Завещание патриарха Иоакима — своеобразная антипрограмма последующей деятельности Петра. Именно так он к ней и отнесся. Спустя месяц после смерти патриарха вопреки требованию отка­заться от иноземных обычаев он заказал для себя немецкое пла­тье: камзол, чулки, башмаки, шпагу на шитой золотом перевязи и парик. Но пока носить это платье самодержец всея Руси осме­ливается лишь во время визитов в Немецкую слободу, которую он теперь посещает все чаще и чаще.

Однако, когда надо было выбирать нового патриарха, Петру снова пришлось уступить. Он хотел поддержать псковского митро­полита Маркела, человека образованного. Но мать царя под вли­янием ревнителей старины склонялась к кандидатуре Адриана, митрополита Казанского. Маркела признали непригодным из-за пользования «варварскими» языками: латинским и французским, из-за излишней учености и слишком короткой бороды... Петр сдал­ся, получив еще раз возможность убедиться в силе тех, кто пре­выше всего почитал отсталость Руси, ее старомосковские порядки, сохранение которых, как все яснее становилось Петру, было ги­бельным для страны.

Еще с времен Ивана III, когда русские каменщики не смогли достроить Успенский собор и пришлось звать итальянских масте­ров, на Руси начали осознавать свою отсталость. Иноземные мас­тера становились необходимыми. Их зазывали в Россию, платили им бешеные деньги, но почти ничего не делали для того, чтобы русские сами овладели мастерством. Мысль о том, чтобы учиться у европейцев, чтобы догнать их и тем обрести независимость, что в этом вопрос будущего России,— такая мысль овладевает всем существом Петра. Она становится не просто сознанием целесооб­разности, но страстью необычайной силы, охватывающей его бурно развивающуюся натуру. В этом, пожалуй, главное содержа­ние жизни и деятельности Петра в последнее десятилетие XVII ве­ка. Случилось это не сразу, не в результате внезапного озарения, но путем постепенного познания того, чем была Россия и что пред­ставляла собой Западная Европа. Потребовался большой, сложный, противоречивый процесс осознания великой исторической задачи. В жизни все это часто выглядело непонятно, загадочно, запу­танно. Во множестве мелких и больших дел того времени трудно, почти невозможно обнаружить существование какого-то обдуман­ного плана или программы петровской деятельной жизни. Каза­лось, все происходит по воле случая. Поступки и решения Петра определяет не только сознание, но часто и интуиция.

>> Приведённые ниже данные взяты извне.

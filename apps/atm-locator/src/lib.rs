//! # ATM Locator サーバー
//!
//! メモリ上の testuser モデルと、それを公開する小さな HTTP API。
//!
//! ```text
//! ┌──────────┐     ┌──────────────────────────────┐     ┌──────────────┐
//! │  Client  │────▶│ router (axum)                │────▶│ MemoryStore  │
//! └──────────┘     │  handler → usecase (Mutex)   │     └──────────────┘
//!                  └──────────────────────────────┘
//! ```
//!
//! ## モジュール構成
//!
//! - [`app`] - ルーター組み立てと起動・停止
//! - [`config`] - アプリケーション設定（環境変数からの読み込み）
//! - [`error`] - API エラー定義と HTTP レスポンスへの変換
//! - [`handler`] - HTTP リクエストハンドラ
//! - [`middleware`] - API キー認証、Request ID
//! - [`usecase`] - 入力検証とストアへのアクセス
//!
//! ## 依存関係
//!
//! - `atm_locator_domain`: testuser モデル、モデル定義、ドメインエラー
//! - `atm_locator_infra`: レコードストア
//! - `atm_locator_shared`: エラーレスポンス、ヘルスチェック、Observability
//!
//! ## 使用例
//!
//! ```rust,ignore
//! use atm_locator::{app::App, config::AppConfig};
//!
//! let running = App::new(AppConfig::from_env()?).start().await?;
//! println!("listening on {}", running.local_addr());
//! running.stop().await?;
//! ```

pub mod app;
pub mod config;
pub mod error;
pub mod handler;
pub mod middleware;
pub mod usecase;
//! # モデル定義
//!
//! モデルのフィールド構成を静的なメタデータとして表現する。
//! 入力 JSON のバリデーション（未定義フィールド・型不一致の検出）は
//! このメタデータを基準に行う。

use derive_more::Display;
use serde::Serialize;

/// フィールドの型
#[derive(Debug, Clone, Copy, PartialEq, Eq, Serialize, Display)]
#[serde(rename_all = "lowercase")]
pub enum FieldType {
    #[display("string")]
    String,
}

/// フィールド定義
#[derive(Debug, Clone, Copy, PartialEq, Eq, Serialize)]
pub struct FieldDefinition {
    /// フィールド名
    #[serde(skip)]
    pub name:       &'static str,
    /// 値の型
    #[serde(rename = "type")]
    pub field_type: FieldType,
    /// 必須かどうか
    pub required:   bool,
    /// 省略可能かどうか（`required` の否定。元の定義形式に合わせて両方持つ）
    pub optional:   bool,
}

impl FieldDefinition {
    /// 省略可能な文字列フィールドを定義する
    pub const fn optional_string(name: &'static str) -> Self {
        Self {
            name,
            field_type: FieldType::String,
            required: false,
            optional: true,
        }
    }
}

/// モデル定義
#[derive(Debug, Clone, Copy, PartialEq, Eq)]
pub struct ModelDefinition {
    /// モデル名（単数形、レスポンスの `key` に使用）
    pub name:   &'static str,
    /// 複数形（コレクションレスポンスの `key` に使用）
    pub plural: &'static str,
    /// フィールド定義（宣言順）
    pub fields: &'static [FieldDefinition],
}

impl ModelDefinition {
    /// 名前でフィールド定義を検索する
    pub fn field(&self, name: &str) -> Option<&FieldDefinition> {
        self.fields.iter().find(|f| f.name == name)
    }
}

Конец правления Софьи пока что дал ему возможность свобод­нее общаться с иностранцами, находившимися на русской службе. Среди них прежде всего уже упоминавшийся генерал Патрик Гор­дон, которому было тогда 55 лет. Раньше служил он наемным сол­датом в Швеции, Германии, Польше. Гордон участвовал также в двух крымских походах Голицына. В критические дни борьбы Софьи за власть он явился в Троице-Сергиев монастырь и тем уже заслужил доверие Петра. А его знание военного искусства, организации армий разных стран, боевой опыт, пунктуальная ис­полнительность, хладнокровие — все это сделало Гордона главным наставником Петра в «потешных» военных затеях.